Yes, because they are not to have side-effects. If asserts change behaviour, then they have side-effects.

You add "asserts" as a weak form for verification of partial correctness. That is based on the probability of not repeating the same mistake twice being less than specifying it once implicitly in the executed code. Then you test it with limited coverage of potential inputs.

That means:

1. you don't know if the specified program is correct
2. you don't know if the partial verification (which is weak) is correct
3. you don't know if 2. contradicts 1.

Then you remove the verification test in release. If you then continue to assume that 2. is true then you are potentially worse off than just having 1. You basically introduce contradictions by having a high probability of using facts that are not represented in the specified program (unless you have formally proven the facts to hold, no partial testing can cover this).

> Why should the situation be different if I use the builtin `assert` instead?

No difference.
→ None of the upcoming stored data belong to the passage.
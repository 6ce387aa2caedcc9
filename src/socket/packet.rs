//! Engine.IO v4 / Socket.IO v5 text framing.
//!
//! Each WebSocket text frame carries one Engine.IO packet. Engine.IO
//! `message` packets carry one Socket.IO packet:
//! `<type>[<namespace>,][<ack id>][<json>]`.

use serde::Deserialize;
use serde_json::Value as JsonValue;

use crate::error::{ ClientError, Result };

/// Payload of the Engine.IO `open` packet.
#[derive(Debug, Clone, PartialEq, Eq, Deserialize)]
#[serde(rename_all = "camelCase")]
pub struct OpenInfo {
    pub sid: String,
    #[serde(default)]
    pub upgrades: Vec<String>,
    #[serde(default)]
    pub ping_interval: u64,
    #[serde(default)]
    pub ping_timeout: u64,
    #[serde(default)]
    pub max_payload: Option<u64>,
}

#[derive(Debug, Clone, PartialEq, Eq)]
pub enum EnginePacket {
    Open(OpenInfo),
    Close,
    Ping(String),
    Pong(String),
    Message(String),
    Upgrade,
    Noop,
}

impl EnginePacket {
    pub fn decode(frame: &str) -> Result<Self> {
        let mut chars = frame.chars();
        let kind = chars.next().ok_or_else(|| ClientError::Protocol("empty frame".into()))?;
        let body = chars.as_str();
        let packet = match kind {
            '0' => EnginePacket::Open(serde_json::from_str(body)?),
            '1' => EnginePacket::Close,
            '2' => EnginePacket::Ping(body.to_string()),
            '3' => EnginePacket::Pong(body.to_string()),
            '4' => EnginePacket::Message(body.to_string()),
            '5' => EnginePacket::Upgrade,
            '6' => EnginePacket::Noop,
            other => {
                return Err(ClientError::Protocol(format!("unknown engine packet type '{}'", other)));
            }
        };
        Ok(packet)
    }

    pub fn encode(&self) -> String {
        match self {
            EnginePacket::Open(_) => "0".to_string(),
            EnginePacket::Close => "1".to_string(),
            EnginePacket::Ping(payload) => format!("2{}", payload),
            EnginePacket::Pong(payload) => format!("3{}", payload),
            EnginePacket::Message(body) => format!("4{}", body),
            EnginePacket::Upgrade => "5".to_string(),
            EnginePacket::Noop => "6".to_string(),
        }
    }
}

#[derive(Debug, Clone, Copy, PartialEq, Eq)]
pub enum PacketKind {
    Connect,
    Disconnect,
    Event,
    Ack,
    ConnectError,
    BinaryEvent,
    BinaryAck,
}

impl PacketKind {
    fn from_digit(c: char) -> Option<Self> {
        match c {
            '0' => Some(PacketKind::Connect),
            '1' => Some(PacketKind::Disconnect),
            '2' => Some(PacketKind::Event),
            '3' => Some(PacketKind::Ack),
            '4' => Some(PacketKind::ConnectError),
            '5' => Some(PacketKind::BinaryEvent),
            '6' => Some(PacketKind::BinaryAck),
            _ => None,
        }
    }

    fn digit(&self) -> char {
        match self {
            PacketKind::Connect => '0',
            PacketKind::Disconnect => '1',
            PacketKind::Event => '2',
            PacketKind::Ack => '3',
            PacketKind::ConnectError => '4',
            PacketKind::BinaryEvent => '5',
            PacketKind::BinaryAck => '6',
        }
    }
}

#[derive(Debug, Clone, PartialEq)]
pub struct SocketPacket {
    pub kind: PacketKind,
    pub namespace: String,
    pub ack_id: Option<u64>,
    pub data: Option<JsonValue>,
}

impl SocketPacket {
    pub fn connect(namespace: &str) -> Self {
        Self { kind: PacketKind::Connect, namespace: namespace.to_string(), ack_id: None, data: None }
    }

    pub fn disconnect(namespace: &str) -> Self {
        Self {
            kind: PacketKind::Disconnect,
            namespace: namespace.to_string(),
            ack_id: None,
            data: None,
        }
    }

    pub fn event(namespace: &str, name: &str, payload: JsonValue) -> Self {
        Self {
            kind: PacketKind::Event,
            namespace: namespace.to_string(),
            ack_id: None,
            data: Some(JsonValue::Array(vec![JsonValue::String(name.to_string()), payload])),
        }
    }

    pub fn decode(body: &str) -> Result<Self> {
        let mut chars = body.chars();
        let kind = chars
            .next()
            .and_then(PacketKind::from_digit)
            .ok_or_else(|| ClientError::Protocol(format!("bad socket packet '{}'", body)))?;

        if matches!(kind, PacketKind::BinaryEvent | PacketKind::BinaryAck) {
            return Err(ClientError::Protocol("binary packets are not supported".into()));
        }

        let mut rest = chars.as_str();
        let namespace = if rest.starts_with('/') {
            match rest.split_once(',') {
                Some((ns, tail)) => {
                    rest = tail;
                    ns.to_string()
                }
                None => {
                    let ns = rest.to_string();
                    rest = "";
                    ns
                }
            }
        } else {
            "/".to_string()
        };

        let digits = rest.bytes().take_while(u8::is_ascii_digit).count();
        let ack_id = if digits > 0 {
            let id = rest[..digits]
                .parse::<u64>()
                .map_err(|e| ClientError::Protocol(format!("bad ack id: {}", e)))?;
            rest = &rest[digits..];
            Some(id)
        } else {
            None
        };

        let data = if rest.is_empty() { None } else { Some(serde_json::from_str(rest)?) };

        Ok(Self { kind, namespace, ack_id, data })
    }

    pub fn encode(&self) -> String {
        let mut out = String::new();
        out.push(self.kind.digit());
        if self.namespace != "/" {
            out.push_str(&self.namespace);
            out.push(',');
        }
        if let Some(id) = self.ack_id {
            out.push_str(&id.to_string());
        }
        if let Some(data) = &self.data {
            out.push_str(&data.to_string());
        }
        out
    }

    /// Event name and first argument of an `Event` packet.
    pub fn event_parts(&self) -> Option<(&str, JsonValue)> {
        if self.kind != PacketKind::Event {
            return None;
        }
        let args = self.data.as_ref()?.as_array()?;
        let name = args.first()?.as_str()?;
        Some((name, args.get(1).cloned().unwrap_or(JsonValue::Null)))
    }

    /// `message` field of a `ConnectError` payload, if present.
    pub fn error_message(&self) -> String {
        self.data
            .as_ref()
            .and_then(|d| d.get("message").and_then(|m| m.as_str()).map(str::to_string))
            .or_else(|| self.data.as_ref().map(|d| d.to_string()))
            .unwrap_or_else(|| "connection refused".to_string())
    }
}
Except with a builtin you can get additional debugger support, so that you don't have to recompile when following a complicated trace that trigger asserts.

On Monday, 28 July 2014 at 19:16:24 UTC, Ola Fosheim Grøstad wrote:
>> Why should the situation be different if I use the builtin `assert` instead?
>
> No difference. Except with a builtin you can get additional debugger support, so that you don't have to recompile when following a complicated trace that trigger asserts.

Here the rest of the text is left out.